Spike and Jet are taking in the music of a kid named Wen, who has an amazing facility with the harmonica, specifically in the realm of blues. Jet's into it, as he's been singing the blues since the day he was born, so he says (and given what we see of Jet's past, that may not be much of an exaggeration) They're also trying to take down a bounty of course, but that goes pear-shaped, as usual, as they get wrapped in old business that is intimately tied into some of the backstory of the Cowboy Bebop universe.

You see, about 80 years before the show began, they fired up the first hyperspace gate and blew up the moon, creating a constant shower of debris that rain down on Earth without fail and also, for reasons even Jet has trouble wrapping his head around, "froze" Wen as a young boy. Worse still, he can't die, and he's turned into a bit of a nutcase.

Meanwhile, Faye makes a point to Ein about how women need to be pampered whilst wolfing down a can of dog food. You may feel free to apply your own reading of that scene here.

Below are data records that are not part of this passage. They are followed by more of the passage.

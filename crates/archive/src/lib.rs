//! Zenith archive: timestamped storage for build outputs and failure logs.
//! Plain files under the project (or a caller-chosen root); no index.

#![forbid(unsafe_code)]

use std::path::{Path, PathBuf};
use std::time::{Duration, SystemTime};

use anyhow::{anyhow, Context, Result};
use metrics::{counter, histogram};
use serde::{Deserialize, Serialize};
use tracing::{debug, info, warn};
use zenith_core::project::{stamp_now, unique_path};
use zenith_core::{ArchivedArtifact, BuildError};

mod logs;

pub use logs::{DiagnosticLogs, DEFAULT_LOGS_DIR};

/// Managed archive subdirectory under a project root.
pub const DEFAULT_BUILDS_DIR: &str = "zenith_builds";

/// Extensions `clear` treats as build artifacts.
pub const ARTIFACT_EXTENSIONS: [&str; 4] = ["apk", "aab", "ipa", "app"];

/// An output younger than this is reported as freshly built rather than reused from cache.
pub const FRESH_WINDOW: Duration = Duration::from_secs(120);

/// One entry found by `list`.
#[derive(Debug, Clone, Serialize, Deserialize)]
pub struct ArchiveEntry {
    pub path: PathBuf,
    pub bytes: u64,
    pub modified_ts: i64,
}

fn to_archive_err(e: anyhow::Error) -> BuildError { BuildError::ArchiveIo(format!("{:#}", e)) }

fn is_artifact(path: &Path) -> bool {
    path.extension()
        .map(|ext| {
            let ext = ext.to_string_lossy().to_ascii_lowercase();
            ARTIFACT_EXTENSIONS.contains(&ext.as_str())
        })
        .unwrap_or(false)
}

/// Archive operations relative to a project root.
#[derive(Debug, Clone)]
pub struct ArtifactArchive {
    builds_dir: String,
}

impl Default for ArtifactArchive {
    fn default() -> Self { Self::new(DEFAULT_BUILDS_DIR) }
}

impl ArtifactArchive {
    pub fn new(builds_dir: impl Into<String>) -> Self { Self { builds_dir: builds_dir.into() } }

    pub fn builds_dir(&self) -> &str { &self.builds_dir }

    /// Where `resolve_output_dir` points, without touching the filesystem.
    pub fn output_dir(&self, project_root: &Path, custom_root: Option<&Path>) -> PathBuf {
        match custom_root.filter(|p| !p.as_os_str().is_empty()) {
            Some(custom) if custom.is_dir() => return custom.to_path_buf(),
            Some(custom) => warn!(custom = %custom.display(), "archive: custom output dir missing; using default"),
            None => {}
        }
        project_root.join(&self.builds_dir)
    }

    /// A custom root wins when it exists; otherwise `<project_root>/<builds_dir>`,
    /// created if missing.
    pub fn resolve_output_dir(&self, project_root: &Path, custom_root: Option<&Path>) -> Result<PathBuf, BuildError> {
        let dir = self.output_dir(project_root, custom_root);
        std::fs::create_dir_all(&dir)
            .with_context(|| format!("creating archive dir {}", dir.display()))
            .map_err(to_archive_err)?;
        Ok(dir)
    }

    /// Copy `source` into the resolved output dir as `<stem>_<timestamp>.<ext>`.
    pub fn archive(&self, source: &Path, project_root: &Path, custom_root: Option<&Path>) -> Result<ArchivedArtifact, BuildError> {
        let started = std::time::Instant::now();
        let root = self.resolve_output_dir(project_root, custom_root)?;
        let res = copy_into(source, &root);
        histogram!("archive_copy_ms", started.elapsed().as_secs_f64() * 1000.0);
        let artifact = res.map_err(to_archive_err)?;
        info!(
            dest = %artifact.final_path.display(),
            fresh = artifact.fresh,
            took_ms = %started.elapsed().as_millis(),
            "archive: artifact saved"
        );
        Ok(artifact)
    }

    /// Delete archived artifacts in `dir`; returns how many were removed.
    /// A missing or empty dir removes nothing and is not an error.
    pub fn clear(&self, dir: &Path) -> Result<usize, BuildError> {
        if !dir.exists() {
            debug!(dir = %dir.display(), "archive: clear on missing dir");
            return Ok(0);
        }
        let entries = std::fs::read_dir(dir)
            .with_context(|| format!("reading archive dir {}", dir.display()))
            .map_err(to_archive_err)?;
        let mut removed = 0usize;
        for entry in entries.filter_map(|e| e.ok()) {
            let path = entry.path();
            if !is_artifact(&path) {
                debug!(path = %path.display(), "archive: skipping non-artifact");
                continue;
            }
            // .app bundles are directories
            let res = if path.is_dir() { std::fs::remove_dir_all(&path) } else { std::fs::remove_file(&path) };
            match res {
                Ok(()) => removed += 1,
                Err(e) => warn!(path = %path.display(), error = %e, "archive: delete failed"),
            }
        }
        counter!("archive_cleared_total", removed as u64);
        info!(dir = %dir.display(), removed, "archive: cleared");
        Ok(removed)
    }

    /// Archived artifacts in `dir`, newest first.
    pub fn list(&self, dir: &Path) -> Result<Vec<ArchiveEntry>, BuildError> {
        if !dir.exists() {
            return Ok(Vec::new());
        }
        let entries = std::fs::read_dir(dir)
            .with_context(|| format!("reading archive dir {}", dir.display()))
            .map_err(to_archive_err)?;
        let mut out: Vec<ArchiveEntry> = entries
            .filter_map(|e| e.ok())
            .map(|e| e.path())
            .filter(|p| is_artifact(p))
            .filter_map(|path| {
                let meta = std::fs::metadata(&path).ok()?;
                let modified_ts = meta
                    .modified()
                    .ok()
                    .and_then(|m| m.duration_since(SystemTime::UNIX_EPOCH).ok())
                    .map(|d| d.as_secs() as i64)
                    .unwrap_or(0);
                Some(ArchiveEntry { path, bytes: meta.len(), modified_ts })
            })
            .collect();
        out.sort_by(|a, b| b.modified_ts.cmp(&a.modified_ts).then_with(|| b.path.cmp(&a.path)));
        Ok(out)
    }
}

fn copy_into(source: &Path, root: &Path) -> Result<ArchivedArtifact> {
    let meta = std::fs::metadata(source).with_context(|| format!("reading build output {}", source.display()))?;
    let fresh = meta
        .modified()
        .ok()
        .map(|m| SystemTime::now().duration_since(m).unwrap_or_default() < FRESH_WINDOW)
        .unwrap_or(false);
    let stem = source
        .file_stem()
        .map(|s| s.to_string_lossy().to_string())
        .ok_or_else(|| anyhow!("build output {} has no file name", source.display()))?;
    let ext = source.extension().map(|s| s.to_string_lossy().to_string()).unwrap_or_else(|| "bin".to_string());
    let timestamp = stamp_now();
    let final_path = unique_path(root, &stem, &timestamp, &ext);
    std::fs::copy(source, &final_path)
        .with_context(|| format!("copying {} to {}", source.display(), final_path.display()))?;
    Ok(ArchivedArtifact {
        source_build_output: source.to_path_buf(),
        archive_root: root.to_path_buf(),
        timestamp,
        final_path,
        fresh,
    })
}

Jet later tells her that "Betrayal comes easy to women, but men live by iron codes of honor." Faye asks him if he really believes that and Jet says he's trying to. This scene means little for this episode, but it's as revelatory about Jet as it gets, and we're not gonna long wait to see that.

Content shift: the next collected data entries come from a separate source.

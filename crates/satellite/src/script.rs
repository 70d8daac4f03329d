//! Remote shell scripts and the markers they print.

use zenith_core::{BuildTarget, RemoteTarget};
use zenith_ops::sh_quote;

pub const OK_MARKER: &str = "__ZENITH_BUILD_OK__";
pub const FAIL_MARKER: &str = "__ZENITH_BUILD_FAIL__";

const STEP_FAILED: &str = "!! step ";

/// Terminal marker seen on the remote stream.
#[derive(Debug, Clone, Copy, PartialEq, Eq)]
pub enum Sentinel {
    Ok,
    Fail(i32),
}

/// Parse a sentinel line. Surrounding whitespace is ignored; an unparsable
/// failure code becomes -1.
pub fn parse_sentinel(line: &str) -> Option<Sentinel> {
    let line = line.trim();
    if line == OK_MARKER {
        return Some(Sentinel::Ok);
    }
    let rest = line.strip_prefix(FAIL_MARKER)?;
    if !rest.is_empty() && !rest.starts_with(char::is_whitespace) {
        return None;
    }
    Some(Sentinel::Fail(rest.trim().parse().unwrap_or(-1)))
}

/// Step number from a `!! step <n> failed (<label>)` line.
pub fn parse_failed_step(line: &str) -> Option<u32> {
    let rest = line.trim().strip_prefix(STEP_FAILED)?;
    let (n, tail) = rest.split_once(' ')?;
    tail.starts_with("failed").then(|| n.parse().ok()).flatten()
}

/// Shell word for the remote project path. A leading `~` becomes `"$HOME"`
/// so the shell still expands it; the rest stays quoted.
pub fn remote_dir(path: &str) -> String {
    match path.strip_prefix('~') {
        Some("") => "\"$HOME\"".to_string(),
        Some(rest) if rest.starts_with('/') => match rest.trim_start_matches('/') {
            "" => "\"$HOME\"".to_string(),
            tail => format!("\"$HOME\"/{}", sh_quote(tail)),
        },
        _ => sh_quote(path),
    }
}

fn destination(target: BuildTarget) -> &'static str {
    match target {
        BuildTarget::Device => "generic/platform=iOS",
        _ => "platform=iOS Simulator,name=iPhone 15",
    }
}

const PRELUDE: &str = r#"export PATH="/opt/homebrew/bin:/usr/local/bin:$PATH"
export LANG="${LANG:-en_US.UTF-8}"
"#;

/// Wrap `body` so the session always ends with exactly one sentinel line.
fn with_sentinel(body: &str) -> String {
    format!(
        "{prelude}zenith_main() {{\n{body}\n}}\nzenith_main 2>&1\ncode=$?\nif [ \"$code\" -eq 0 ]; then echo {ok}; else echo \"{fail} $code\"; fi\n",
        prelude = PRELUDE,
        body = body,
        ok = OK_MARKER,
        fail = FAIL_MARKER
    )
}

/// Pre-flight, dependency hydration, then xcodebuild.
pub fn build_script(remote: &RemoteTarget, target: BuildTarget) -> String {
    let path = remote_dir(&remote.remote_project_path);
    let scheme = &remote.scheme;
    let body = format!(
        r#"  command -v xcodebuild >/dev/null 2>&1 || {{ echo "pre-flight failed: xcodebuild not found in PATH"; return 127; }}
  echo "pre-flight passed: xcodebuild found"
  cd {path} || return $?
  if [ ! -d node_modules ] && [ -f package.json ]; then
    if [ -f package-lock.json ]; then
      echo ">> hydrating with npm ci"
      npm ci --prefer-offline || return $?
    else
      echo ">> hydrating with npm install"
      npm install || return $?
    fi
  fi
  cd ios || return $?
  if [ ! -d Pods ] && [ -f Podfile ]; then
    echo ">> installing pods"
    pod install || return $?
  fi
  xcodebuild -workspace {workspace} -scheme {scheme} -configuration Debug -destination {dest} \
    COMPILER_INDEX_STORE_ENABLE=NO DEBUG_INFORMATION_FORMAT=dwarf RCT_NO_LAUNCH_PACKAGER=1"#,
        path = path,
        workspace = sh_quote(&format!("{}.xcworkspace", scheme)),
        scheme = sh_quote(scheme),
        dest = sh_quote(destination(target)),
    );
    with_sentinel(&body)
}

/// (label, commands) for each recovery step, in order.
fn reset_steps(path: &str) -> Vec<(&'static str, String)> {
    vec![
        ("kill processes", "killall Xcode xcodebuild CoreSimulatorBridge 2>/dev/null; true".to_string()),
        ("clean project", format!("cd {}/ios && xcodebuild clean", path)),
        ("purge derived data", "rm -rf ~/Library/Developer/Xcode/DerivedData/*".to_string()),
        ("purge pods", format!("rm -rf ~/Library/Caches/CocoaPods && cd {}/ios && rm -rf Pods Podfile.lock", path)),
        ("reset simulators", "xcrun simctl shutdown all; xcrun simctl erase all".to_string()),
        ("purge react native temp", "rm -rf \"${TMPDIR:-/tmp}\"/react-* \"${TMPDIR:-/tmp}\"/metro-*; watchman watch-del-all 2>/dev/null; true".to_string()),
        ("reinstall pods", format!("cd {}/ios && pod install --repo-update", path)),
    ]
}

pub const RESET_STEPS: usize = 7;

/// Every step runs in its own subshell; a failure is reported and the next step runs anyway.
pub fn reset_script(remote: &RemoteTarget) -> String {
    let path = remote_dir(&remote.remote_project_path);
    let mut body = String::from("  echo \">> nuclear reset starting\"\n");
    for (i, (label, cmd)) in reset_steps(&path).into_iter().enumerate() {
        let n = i + 1;
        body.push_str(&format!(
            "  echo \">> step {n}: {label}\"\n  ( {cmd} ) || echo \"{prefix}{n} failed ({label})\"\n",
            n = n,
            label = label,
            cmd = cmd,
            prefix = STEP_FAILED
        ));
    }
    body.push_str("  echo \">> nuclear reset complete\"");
    with_sentinel(&body)
}

/// Run `script` under `/bin/sh` whatever the remote login shell is.
pub fn posix(script: &str) -> String { format!("/bin/sh -c {}", sh_quote(script)) }

/// Best-effort remote teardown after a local cancel.
// the bracket keeps pkill from matching the shell that runs it
pub const REMOTE_KILL: &str = "pkill -f '[x]codebuild'; true";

Wen is a very literal metaphor for time and how messed up you get if you're "stuck" in one point in time. Recall that Vicious was caught up in the past and kept dealing in ways that just weren't right anymore, and in not dissimilar ways, Wen is also caught in a destructive pattern, where he can't die, and he's lived way too long, and he's gotten a bit indifferent to anyone but himself.

To his credit, spike shoots him in the head. It doesn't take alas, and Wen already shot him in the arm, which leads to a scene where Jet's patching him up and spike apologises . . .but for what we're encouraged to speculate.

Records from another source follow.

//! Zenith public API: the build orchestration engine frontends depend on.
//!
//! `Engine` owns the cached hardware profile, one session slot, and the local
//! and remote orchestrators that share it. Every session hands back a
//! `SessionHandle`: numbered output lines carrying the running progress
//! estimate, and exactly one terminal value.

#![forbid(unsafe_code)]

use std::path::{Path, PathBuf};
use std::sync::Arc;
use std::time::Instant;

use arc_swap::ArcSwapOption;
use tokio::sync::{mpsc, oneshot};
use tracing::{info, warn};
use uuid::Uuid;
use zenith_archive::{ArchiveEntry, ArtifactArchive, DiagnosticLogs};
use zenith_core::project;
use zenith_hardware::{profile_with, HostInfo, SystemHost};
use zenith_ops::{GradleToolchain, ProcessSupervisor, RunHandle, RunOutcome, SessionSlot, Toolchain};
use zenith_progress::ProgressTracker;
use zenith_satellite::SatelliteOrchestrator;

pub mod config;

pub use config::EngineConfig;
pub use zenith_core::prelude::*;
pub use zenith_satellite::ResetReport;

/// Live side of one session.
pub struct SessionHandle<T> {
    pub session_id: Uuid,
    pub rx: mpsc::Receiver<OutputLine>,
    /// Resolves once, after the session released the slot.
    pub result: oneshot::Receiver<T>,
}

pub type BuildHandle = SessionHandle<BuildReport>;
pub type ResetHandle = SessionHandle<ResetReport>;

/// Build orchestration surface.
#[async_trait::async_trait]
pub trait ZenithApi: Send + Sync {
    /// Host profile, read once and cached. Never fails: unreadable counts fall back.
    async fn profile(&self) -> BuildResult<HardwareProfile>;

    /// Start a local or remote build. Rejected with `AlreadyRunning` while any session is active.
    async fn request_build(&self, request: BuildRequest) -> BuildResult<BuildHandle>;

    /// Cancel the active session and wait for its teardown. `false` when idle.
    async fn abort(&self) -> BuildResult<bool>;

    async fn status(&self) -> BuildResult<Option<SessionStatus>>;

    /// Directory a build of `project_root` archives into; created if missing.
    async fn archive_locate(&self, project_root: &Path, custom_root: Option<&Path>) -> BuildResult<PathBuf>;

    /// Same directory as `archive_locate`, without creating it.
    async fn archive_dir(&self, project_root: &Path, custom_root: Option<&Path>) -> BuildResult<PathBuf>;

    async fn archive_list(&self, dir: &Path) -> BuildResult<Vec<ArchiveEntry>>;

    /// Remove archived artifacts from `dir`; returns how many were deleted.
    async fn archive_clear(&self, dir: &Path) -> BuildResult<usize>;

    /// Nuclear reset of the satellite's iOS environment. Occupies the session slot.
    async fn remote_reset(&self, target: RemoteTarget) -> BuildResult<ResetHandle>;

    /// Start the toolchain daemon in the background. Fire-and-forget.
    async fn prewarm(&self, working_dir: &Path) -> BuildResult<()>;

    /// Android app roots near `start` (its parent and the user's documents included).
    async fn scan_projects(&self, start: &Path) -> BuildResult<Vec<PathBuf>>;
}

pub struct Engine {
    config: EngineConfig,
    slot: Arc<SessionSlot>,
    host: Arc<dyn HostInfo>,
    profile: ArcSwapOption<HardwareProfile>,
    archive: ArtifactArchive,
    supervisor: ProcessSupervisor,
    satellite: SatelliteOrchestrator,
}

impl Engine {
    /// Engine driving the Gradle wrapper for local builds.
    pub fn new(config: EngineConfig) -> Self {
        let toolchain = GradleToolchain::new(config.launcher, config.android_sdk.clone());
        Self::with_toolchain(config, Arc::new(toolchain))
    }

    pub fn from_env() -> Self { Self::new(EngineConfig::from_env()) }

    pub fn with_toolchain(config: EngineConfig, toolchain: Arc<dyn Toolchain>) -> Self {
        let slot = SessionSlot::new();
        let archive = ArtifactArchive::new(config.builds_dir.clone());
        let logs = DiagnosticLogs::new(config.logs_dir.clone());
        let supervisor = ProcessSupervisor::new(slot.clone(), toolchain)
            .with_archive(archive.clone())
            .with_logs(logs.clone())
            .with_limits(config.queue_cap, config.line_max);
        let mut tools = config.tools.clone();
        tools.managed_dirs = vec![config.builds_dir.clone(), config.logs_dir.clone()];
        let satellite = SatelliteOrchestrator::new(slot.clone(), tools)
            .with_logs(logs)
            .with_limits(config.queue_cap, config.line_max);
        Self {
            config,
            slot,
            host: Arc::new(SystemHost),
            profile: ArcSwapOption::empty(),
            archive,
            supervisor,
            satellite,
        }
    }

    /// Replace the host info source; drops any cached profile.
    pub fn with_host(mut self, host: Arc<dyn HostInfo>) -> Self {
        self.host = host;
        self.profile.store(None);
        self
    }

    pub fn config(&self) -> &EngineConfig { &self.config }

    /// Read the host again and replace the cached profile.
    pub fn reprofile(&self) -> HardwareProfile {
        let hw = profile_with(self.host.as_ref());
        self.profile.store(Some(Arc::new(hw)));
        hw
    }

    fn cached_profile(&self) -> HardwareProfile {
        match self.profile.load_full() {
            Some(hw) => *hw,
            None => self.reprofile(),
        }
    }
}

#[async_trait::async_trait]
impl ZenithApi for Engine {
    async fn profile(&self) -> BuildResult<HardwareProfile> { Ok(self.cached_profile()) }

    async fn request_build(&self, request: BuildRequest) -> BuildResult<BuildHandle> {
        let t0 = Instant::now();
        let run = if request.is_remote() {
            self.satellite.start(&request).await
        } else {
            let hw = self.cached_profile();
            self.supervisor.start(&request, &hw).await
        };
        let run = match run {
            Ok(run) => run,
            Err(e) => {
                warn!(error = %e, build_target = request.target.as_str(), "api: build rejected");
                return Err(e);
            }
        };
        info!(
            session = %run.session.id,
            build_target = request.target.as_str(),
            remote = request.is_remote(),
            turbo = request.turbo,
            took_ms = %t0.elapsed().as_millis(),
            "api: build accepted"
        );
        let session_id = run.session.id;
        Ok(forward(run, self.config.queue_cap, move |done, tracker, counts| {
            let (outcome, dropped) = match done {
                Some(RunOutcome { outcome, dropped }) => (outcome, dropped),
                None => (lost(), 0),
            };
            BuildReport {
                session_id,
                outcome,
                progress: tracker.current(),
                lines: counts.lines,
                dropped: dropped + counts.lagged,
                duration_ms: t0.elapsed().as_millis() as u64,
            }
        }))
    }

    async fn abort(&self) -> BuildResult<bool> {
        let t0 = Instant::now();
        let kind = self.slot.current().map(|s| s.kind);
        let stopped = match kind {
            Some(SessionKind::LocalBuild) => self.supervisor.cancel().await,
            Some(_) => self.satellite.cancel().await,
            None => false,
        };
        info!(stopped, took_ms = %t0.elapsed().as_millis(), "api: abort done");
        Ok(stopped)
    }

    async fn status(&self) -> BuildResult<Option<SessionStatus>> { Ok(self.slot.status()) }

    async fn archive_locate(&self, project_root: &Path, custom_root: Option<&Path>) -> BuildResult<PathBuf> {
        let archive = self.archive.clone();
        let (root, custom) = (project_root.to_path_buf(), custom_root.map(Path::to_path_buf));
        blocking(move || archive.resolve_output_dir(&root, custom.as_deref())).await
    }

    async fn archive_dir(&self, project_root: &Path, custom_root: Option<&Path>) -> BuildResult<PathBuf> {
        Ok(self.archive.output_dir(project_root, custom_root))
    }

    async fn archive_list(&self, dir: &Path) -> BuildResult<Vec<ArchiveEntry>> {
        let archive = self.archive.clone();
        let dir = dir.to_path_buf();
        blocking(move || archive.list(&dir)).await
    }

    async fn archive_clear(&self, dir: &Path) -> BuildResult<usize> {
        let t0 = Instant::now();
        let archive = self.archive.clone();
        let dir = dir.to_path_buf();
        let removed = blocking(move || archive.clear(&dir)).await?;
        info!(removed, took_ms = %t0.elapsed().as_millis(), "api: archive clear ok");
        Ok(removed)
    }

    async fn remote_reset(&self, target: RemoteTarget) -> BuildResult<ResetHandle> {
        let run = self.satellite.reset(&target).await?;
        info!(session = %run.session.id, host = %target.host, "api: reset accepted");
        Ok(forward(run, self.config.queue_cap, |done, _, _| {
            done.unwrap_or_else(|| ResetReport { outcome: lost(), failed_steps: Vec::new() })
        }))
    }

    async fn prewarm(&self, working_dir: &Path) -> BuildResult<()> {
        self.supervisor.prewarm(working_dir);
        Ok(())
    }

    async fn scan_projects(&self, start: &Path) -> BuildResult<Vec<PathBuf>> {
        let t0 = Instant::now();
        let start = start.to_path_buf();
        let found = tokio::task::spawn_blocking(move || project::scan(&project::scan_roots(&start)))
            .await
            .map_err(|e| BuildError::ProjectNotFound(format!("project scan failed: {}", e)))?;
        info!(found = found.len(), took_ms = %t0.elapsed().as_millis(), "api: scan ok");
        Ok(found)
    }
}

struct Counts {
    lines: u64,
    /// Dropped here, on top of what the session's own channel dropped.
    lagged: u64,
}

fn lost() -> BuildOutcome {
    BuildOutcome::Failure { error: BuildError::Toolchain("session ended without a result".into()), diagnostic_log_path: None }
}

async fn blocking<T, F>(f: F) -> BuildResult<T>
where
    F: FnOnce() -> BuildResult<T> + Send + 'static,
    T: Send + 'static,
{
    tokio::task::spawn_blocking(f).await.map_err(|e| BuildError::ArchiveIo(format!("archive task failed: {}", e)))?
}

/// Number the session's lines, run the progress estimate over them, and build
/// the terminal value once the line stream has closed.
///
/// Never waits on the reader: a full channel drops the line and counts it,
/// so the result resolves even if nobody drains `rx`.
fn forward<T, R, F>(run: RunHandle<T>, cap: usize, finish: F) -> SessionHandle<R>
where
    T: Send + 'static,
    R: Send + 'static,
    F: FnOnce(Option<T>, &ProgressTracker, Counts) -> R + Send + 'static,
{
    let RunHandle { session, mut rx, done } = run;
    let session_id = session.id;
    let (tx, out_rx) = mpsc::channel(cap.max(1));
    let (res_tx, res_rx) = oneshot::channel();
    tokio::spawn(async move {
        let mut tracker = ProgressTracker::new();
        let mut seq = 0u64;
        let mut lagged = 0u64;
        while let Some(text) = rx.recv().await {
            let progress = tracker.observe(&text);
            session.publish_progress(progress);
            match tx.try_send(OutputLine { seq, text, progress }) {
                Ok(()) => seq += 1,
                Err(mpsc::error::TrySendError::Full(_)) => lagged += 1,
                Err(mpsc::error::TrySendError::Closed(_)) => {}
            }
        }
        drop(tx);
        let done = done.await.ok();
        let _ = res_tx.send(finish(done, &tracker, Counts { lines: session.lines(), lagged }));
    });
    SessionHandle { session_id, rx: out_rx, result: res_rx }
}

The guy who got Spike and co. roped up in this mess, a man named Giraffe (who was trying to save his friend Zebra--neither black nor white, as the plot of this episode is") has a ring with a very special stone, a stone that can return time to Wen.

There are about a dozen ways in which to do this, but Spike knows what makes good drama, and gets one single bullet made and tags Wen in the head, and just so we tie in the whole "devil child" motif that's run through the whole episode, there's a big fire roaring around them when he does so.

Fortunately it works and Wen goes all Indiana Jones and the Last Crusade on us, whispering to Spike that he feels "heavy" and yet at peace (this will be contrasted later with the final song in the show. . .I did say this was layered with foreshadowing) and Spike flips Wen's harmonica up in the air and shoots it with his finger whispering "bang."

Ah, that's odd. Oh well, I'm sure it won't be important later.

This episode is not that bad, really, but works much better if you've already seen the series once. If you haven't, then it's a passable mystery with a few good hooks and a very grim noirish style to it that really keeps the episode moving along. It's nothing that hasn't been done before, but . . .well, that's not really the point.

"It's called heavy metal. It's quite soothing."

First things first: This song is rad as all hell:

"Heavy Metal Queen" is all about how a space trucker named V.T. is all sorts of awesome. She can kick ass with the best of them (In this case Spike, running a few gears lower this time because he's got a vicious hangover) and can pilot a space truck through a collapsing asteroid. He name means "victory dance" (sorta) for Christ's sake.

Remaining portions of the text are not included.